(Recorded data begins)

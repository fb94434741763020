use crate::store::{user_id_from_path, StoreError, UserRecordStore};
use sienna_core::{Language, OnboardingState, Reminder, Turn};
use std::path::Path;

fn store_in(dir: &tempfile::TempDir) -> UserRecordStore {
    UserRecordStore::new(dir.path(), "Sienna")
}

#[tokio::test]
async fn test_first_touch_creates_default_file() {
    let dir = tempfile::TempDir::new().unwrap();
    let store = store_in(&dir);

    let record = store.load_one("1001").await.expect("load_one failed");
    assert_eq!(record.profile.state, OnboardingState::WaitingLanguage);
    assert_eq!(record.profile.companion_name, "Sienna");
    assert!(dir.path().join("1001.json").exists());
    assert!(store.tracked_mtime("1001").is_some());
}

#[tokio::test]
async fn test_load_existing_never_creates_a_file() {
    let dir = tempfile::TempDir::new().unwrap();
    let store = store_in(&dir);

    let err = store.load_existing("1001").await.unwrap_err();
    assert!(matches!(err, StoreError::UnknownUser(ref id) if id == "1001"));
    assert!(!dir.path().join("1001.json").exists());
    assert!(!store.contains("1001"));
    assert!(store.tracked_mtime("1001").is_none());

    store.load_one("1001").await.unwrap();
    let reopened = store_in(&dir);
    let record = reopened.load_existing("1001").await.unwrap();
    assert_eq!(record.profile.companion_name, "Sienna");
    assert!(reopened.tracked_mtime("1001").is_some());
}

#[tokio::test]
async fn test_save_then_load_roundtrip() {
    let dir = tempfile::TempDir::new().unwrap();
    let store = store_in(&dir);
    store.load_one("1001").await.unwrap();

    store.update("1001", |r| {
        r.profile.language = Some(Language::En);
        r.profile.display_name = Some("Sam".into());
        r.profile.age = Some(17);
        r.profile.state = OnboardingState::WaitingBotName;
        r.profile.traits.set("boldness", 77);
        r.progress.xp = 42;
        r.reminders.push(Reminder {
            id: 1,
            time_of_day: "07:45".into(),
            message: "stretch".into(),
            created_at: sienna_core::timefmt::now_local(),
        });
        r.conversation_log.push(Turn::user("hi"));
        r.conversation_log.push(Turn::assistant("hey you"));
        r.profile
            .extra
            .insert("notifications".into(), serde_json::json!(true));
    });
    let before = store.get("1001").unwrap();
    store.save_one("1001").await.expect("save failed");

    // A second store on the same directory reads from disk.
    let reopened = store_in(&dir);
    let after = reopened.load_one("1001").await.unwrap();
    assert_eq!(before, after);
}

#[tokio::test]
async fn test_file_uses_stable_block_keys() {
    let dir = tempfile::TempDir::new().unwrap();
    let store = store_in(&dir);
    store.load_one("1001").await.unwrap();

    let raw = std::fs::read_to_string(dir.path().join("1001.json")).unwrap();
    let value: serde_json::Value = serde_json::from_str(&raw).unwrap();
    for key in ["profile", "progress", "reminders", "conversation_log", "last_save"] {
        assert!(value.get(key).is_some(), "missing key {key}");
    }
}

#[tokio::test]
async fn test_load_all_skips_corrupt_files() {
    let dir = tempfile::TempDir::new().unwrap();
    std::fs::write(dir.path().join("1.json"), r#"{"profile": {"display_name": "A"}}"#).unwrap();
    std::fs::write(dir.path().join("2.json"), "{ not json").unwrap();
    std::fs::write(dir.path().join("3.json"), r#"{"user_data": {"user_name": "C"}}"#).unwrap();
    std::fs::write(dir.path().join("notes.txt"), "ignored").unwrap();

    let store = store_in(&dir);
    let loaded = store.load_all().await.unwrap();
    assert_eq!(loaded, 2);
    assert_eq!(store.user_ids(), vec!["1".to_string(), "3".to_string()]);
    assert_eq!(store.get("3").unwrap().profile.display_name.as_deref(), Some("C"));
    assert!(store.tracked_mtime("2").is_none());
}

#[tokio::test]
async fn test_legacy_writer_shapes_load() {
    let dir = tempfile::TempDir::new().unwrap();
    // Dashboard first visit: null join stamp.
    std::fs::write(
        dir.path().join("2001.json"),
        r#"{"user_data": {"activated": false, "state": "waiting_language", "language": "ar",
            "age": null, "bot_name": "Sienna", "user_name": null, "sex_mode": false,
            "notifications": false, "custom_presets": [], "joined_at": null},
            "user_progress": {"level": 1, "xp": 0, "messages": 0},
            "user_reminders": [], "user_conversation_history": []}"#,
    )
    .unwrap();
    // Older bot save: reminders stored as an empty object.
    std::fs::write(
        dir.path().join("2002.json"),
        r#"{"user_data": {"activated": true, "state": "normal", "language": "en", "user_name": "Kai"},
            "user_progress": {"level": 2, "xp": 5, "messages": 30},
            "user_reminders": {},
            "user_conversation_history": [{"role": "user", "content": "yo", "time": "2025-02-01T09:00:00"}]}"#,
    )
    .unwrap();

    let store = store_in(&dir);
    assert_eq!(store.load_all().await.unwrap(), 2);
    assert!(store.get("2002").unwrap().reminders.is_empty());
    assert_eq!(store.get("2002").unwrap().progress.level, 2);

    let reopened = store_in(&dir);
    let first = reopened.load_one("2001").await.expect("dashboard file must load");
    assert!(first.profile.display_name.is_none());
    assert_eq!(first.profile.extra.get("notifications"), Some(&serde_json::json!(false)));
}

#[tokio::test]
async fn test_load_all_creates_missing_dir() {
    let dir = tempfile::TempDir::new().unwrap();
    let nested = dir.path().join("users_data");
    let store = UserRecordStore::new(&nested, "Sienna");
    assert_eq!(store.load_all().await.unwrap(), 0);
    assert!(nested.is_dir());
}

#[tokio::test]
async fn test_load_one_reports_corrupt_file() {
    let dir = tempfile::TempDir::new().unwrap();
    std::fs::write(dir.path().join("9.json"), "{\"profile\": ").unwrap();
    let store = store_in(&dir);
    let err = store.load_one("9").await.unwrap_err();
    assert!(matches!(err, StoreError::Corrupt { .. }));
    // The broken file is left for a human to inspect.
    assert!(dir.path().join("9.json").exists());
}

#[tokio::test]
async fn test_delete_is_idempotent() {
    let dir = tempfile::TempDir::new().unwrap();
    let store = store_in(&dir);
    store.load_one("1001").await.unwrap();

    store.delete("1001").await.unwrap();
    assert!(!store.contains("1001"));
    assert!(!dir.path().join("1001.json").exists());
    assert!(store.tracked_mtime("1001").is_none());

    store.delete("1001").await.expect("second delete must not fail");
}

#[tokio::test]
async fn test_save_unknown_user_fails() {
    let dir = tempfile::TempDir::new().unwrap();
    let store = store_in(&dir);
    let err = store.save_one("404").await.unwrap_err();
    assert!(matches!(err, StoreError::UnknownUser(_)));
}

#[tokio::test]
async fn test_rejects_path_like_user_ids() {
    let dir = tempfile::TempDir::new().unwrap();
    let store = store_in(&dir);
    for bad in ["../etc/passwd", "", "a/b", "x.json"] {
        let err = store.load_one(bad).await.unwrap_err();
        assert!(matches!(err, StoreError::InvalidUserId(_)), "{bad} accepted");
    }
}

#[tokio::test]
async fn test_save_all_writes_every_record() {
    let dir = tempfile::TempDir::new().unwrap();
    let store = store_in(&dir);
    store.insert("1", store.fresh_record());
    store.insert("2", store.fresh_record());
    assert_eq!(store.save_all().await, 2);
    assert!(dir.path().join("1.json").exists());
    assert!(dir.path().join("2.json").exists());
}

#[tokio::test]
async fn test_save_leaves_no_temp_files() {
    let dir = tempfile::TempDir::new().unwrap();
    let store = store_in(&dir);
    store.load_one("1001").await.unwrap();
    for _ in 0..5 {
        store.save_one("1001").await.unwrap();
    }
    let names: Vec<String> = std::fs::read_dir(dir.path())
        .unwrap()
        .map(|e| e.unwrap().file_name().to_string_lossy().into_owned())
        .collect();
    assert_eq!(names, vec!["1001.json".to_string()]);
}

#[test]
fn test_user_id_from_path() {
    assert_eq!(user_id_from_path(Path::new("/d/123.json")), Some("123".to_string()));
    assert_eq!(user_id_from_path(Path::new("/d/.123.json.0.tmp")), None);
    assert_eq!(user_id_from_path(Path::new("/d/123.txt")), None);
}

(Recorded data ends)

*The task:*
Pick out the lines above containing the word "nested", then copy them.

*Reply to the task:*
    let nested = dir.path().join("users_data");
    let store = UserRecordStore::new(&nested, "Sienna");
    assert!(nested.is_dir());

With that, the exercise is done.